Chapitre 20 – Epilogue
Paris, juin 2039
Florian regagna le chemin du travail. Les pensées nébuleuses, il longeait ces rues encombrées du centre de Paris, baignées sous la lumière flavescente de ce soleil d’été. Malgré la chaleur, il était vêtu d’un chemisier blanc cintré à la taille ainsi que d’un veston gris clair qu’il avait laissé légèrement entrouvert. Une cravate était nouée à son col car aujourd’hui était un jour bien particulier.
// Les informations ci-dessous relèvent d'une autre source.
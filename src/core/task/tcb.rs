//! Task Control Block (TCB) definition
//!
//! The TCB embeds the kernel thread and adds what μC/OS-III keeps per task
//! on top of it. A TCB is registered as its thread's user data, which is how
//! the calling task is found again from inside the kernel.

use core::cell::RefMut;

use crate::config::CFG_TASK_REG_TBL_SIZE;
use crate::core::cs_cell::CsCell;
use crate::critical::CriticalSection;
use crate::kernel::DbgKey;
use crate::port::{rt_thread_self, RtObjectClass, RtThread};
use crate::sync::q::OsQ;
use crate::sync::sem::OsSem;
use crate::types::{
    OsFlags, OsNestingCtr, OsOpt, OsPendOn, OsPendStatus, OsPrio, OsReg, OsTick,
};

/// Per-task bookkeeping, guarded by the critical section
pub(crate) struct TcbState {
    /// Task name
    pub name: &'static str,
    /// Base priority
    pub prio: OsPrio,
    /// Task options
    pub opt: OsOpt,
    /// What the task is pending on
    pub pend_on: OsPendOn,
    /// Result of the last pend, set by abort and delete
    pub pend_status: OsPendStatus,
    /// Suspend nesting counter
    pub suspend_ctr: OsNestingCtr,
    /// Flags being waited for
    pub flags_pend: OsFlags,
    /// Flags that made the task ready
    pub flags_rdy: OsFlags,
    /// Flag options
    pub flags_opt: OsOpt,
    /// Task registers
    pub reg_tbl: [OsReg; CFG_TASK_REG_TBL_SIZE],
    /// Release tick of the last periodic delay
    pub tick_prev: OsTick,
    /// Task is inside `os_time_dly`
    pub delayed: bool,
    /// Time quanta for this task
    pub time_quanta: OsTick,
    /// Built-in semaphore was created
    pub sem_created: bool,
    /// Built-in queue was created
    pub q_created: bool,
    pub dbg: Option<DbgKey>,
}

impl TcbState {
    pub(crate) const fn new() -> Self {
        Self {
            name: "",
            prio: 0,
            opt: 0,
            pend_on: OsPendOn::Nothing,
            pend_status: OsPendStatus::Ok,
            suspend_ctr: 0,
            flags_pend: 0,
            flags_rdy: 0,
            flags_opt: 0,
            reg_tbl: [0; CFG_TASK_REG_TBL_SIZE],
            tick_prev: 0,
            delayed: false,
            time_quanta: 0,
            sem_created: false,
            q_created: false,
            dbg: None,
        }
    }
}

/// Task Control Block
pub struct OsTcb {
    pub(crate) thread: RtThread,
    /// Built-in semaphore
    pub(crate) sem: OsSem,
    /// Built-in message queue
    pub(crate) msg_q: OsQ,
    st: CsCell<TcbState>,
}

impl OsTcb {
    /// Create a new, uninitialized TCB
    pub const fn new() -> Self {
        OsTcb {
            thread: RtThread::new(),
            sem: OsSem::new(),
            msg_q: OsQ::new(),
            st: CsCell::new(TcbState::new()),
        }
    }

    #[inline]
    pub(crate) fn state<'cs>(&'cs self, cs: &'cs CriticalSection) -> RefMut<'cs, TcbState> {
        self.st.get(cs)
    }

    #[inline]
    pub(crate) fn with<R>(&self, f: impl FnOnce(&mut TcbState) -> R) -> R {
        self.st.with(f)
    }

    /// TCB registered on a kernel thread
    pub fn from_thread(thread: &RtThread) -> Option<&'static OsTcb> {
        thread.user_data()?.downcast_ref::<OsTcb>()
    }

    /// TCB of the calling task
    #[inline]
    pub fn current() -> Option<&'static OsTcb> {
        rt_thread_self().and_then(OsTcb::from_thread)
    }

    /// Check the task exists
    #[inline]
    pub fn is_created(&self) -> bool {
        self.thread.class() == RtObjectClass::Thread
    }

    pub fn name(&self) -> &'static str {
        self.with(|s| s.name)
    }

    /// Base priority
    pub fn prio(&self) -> OsPrio {
        self.with(|s| s.prio)
    }

    /// Priority the kernel currently runs the task at, including inheritance
    pub fn current_prio(&self) -> OsPrio {
        self.thread.current_priority()
    }

    /// Options the task was created with
    pub fn opt(&self) -> OsOpt {
        self.with(|s| s.opt)
    }

    pub fn pend_on(&self) -> OsPendOn {
        self.with(|s| s.pend_on)
    }

    pub fn pend_status(&self) -> OsPendStatus {
        self.with(|s| s.pend_status)
    }

    pub fn suspend_ctr(&self) -> OsNestingCtr {
        self.with(|s| s.suspend_ctr)
    }

    /// Check if task is suspended
    #[inline]
    pub fn is_suspended(&self) -> bool {
        self.suspend_ctr() > 0
    }

    /// Check if task is pending
    #[inline]
    pub fn is_pending(&self) -> bool {
        self.pend_on() != OsPendOn::Nothing
    }

    /// Check if task is delayed
    #[inline]
    pub fn is_delayed(&self) -> bool {
        self.with(|s| s.delayed)
    }

    pub fn time_quanta(&self) -> OsTick {
        self.with(|s| s.time_quanta)
    }

    /// Count held by the built-in semaphore
    pub fn sem_ctr(&self) -> u32 {
        self.sem.count()
    }

    /// Messages waiting in the built-in queue
    pub fn msg_q_entries(&self) -> usize {
        self.msg_q.entries()
    }
}

impl Default for OsTcb {
    fn default() -> Self {
        Self::new()
    }
}

#[cfg(test)]
mod tests {
    use super::*;

    #[test]
    fn fresh_tcb_is_idle() {
        let tcb = OsTcb::new();
        assert!(!tcb.is_created());
        assert!(!tcb.is_pending());
        assert!(!tcb.is_suspended());
        assert_eq!(tcb.pend_status(), OsPendStatus::Ok);
        assert!(OsTcb::current().is_none());
    }
}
Les examens de fin d’années venaient de s’achever et les concours visant à recruter de nouveaux membres arrivaient à échéance. Pour la première fois, il faisait partie du jury. Après le scandale de l’affaire Yves Moreau et l’arrestation de son mentor, ses supérieurs avaient décrété la fin de sa période de formation et l’avaient jugé digne d’encadrer un jeune à son tour. Ainsi, il lui fallait trouver la personne adéquate pour le seconder lors de ces voyages. Il restait encore trente candidats en lice, tous aptes, et ayant réussi à valider les épreuves qui leur avaient été données d’exécuter.
Après trois heures d’entretien sous cette atmosphère étouffante, l’homme commençait à décrocher, abruti par le manque d’air. Les yeux perdus dans le vide, il n’écoutait que d’une oreille les discours de motivation de ces candidats dont aucun ne semblait se discerner des autres ; tous étaient calibrés de la même manière et débitaient les mêmes sermons monotones sans une once d’intérêt. Des gens souvent issus de cette éducation de la haute société, fils ou filles ayant grandi dans la richesse et avec des codes pour leur permettre d’avoir aisément les moyens d’entrer dans n’importe quelle institution.
Un des membres du jury parla à son micro et invita le candidat numéro vingt-trois à se rendre dans la pièce. Suite à cela, une jeune femme entra. De petite taille, vêtue d’une simple chemise, certainement la plus adaptée de sa garde-robe, la demoiselle entra. Elle avait attaché ses longs cheveux ondulés en une queue de cheval haute pour dégager son visage juvénile où ses grands yeux marron clair trahissaient une douceur comme rarement il lui avait été donné d’en voir. Elle paraissait intimidée, nerveuse, et faisait pianoter ses doigts sur le rebord de la table tout en se mordillant frénétiquement les lèvres.
La reconnaissant, le regard de Florian se mua, devenant anormalement doux ; peu importe qui était passé et qui passerait après elle, ce serait elle et elle seule qu’il choisirait pour le seconder. Il ne pouvait en être autrement. Il prit son dossier, s’éclaircit la voix et commença à parler :
— Nous vous écoutons mademoiselle Maud Roux.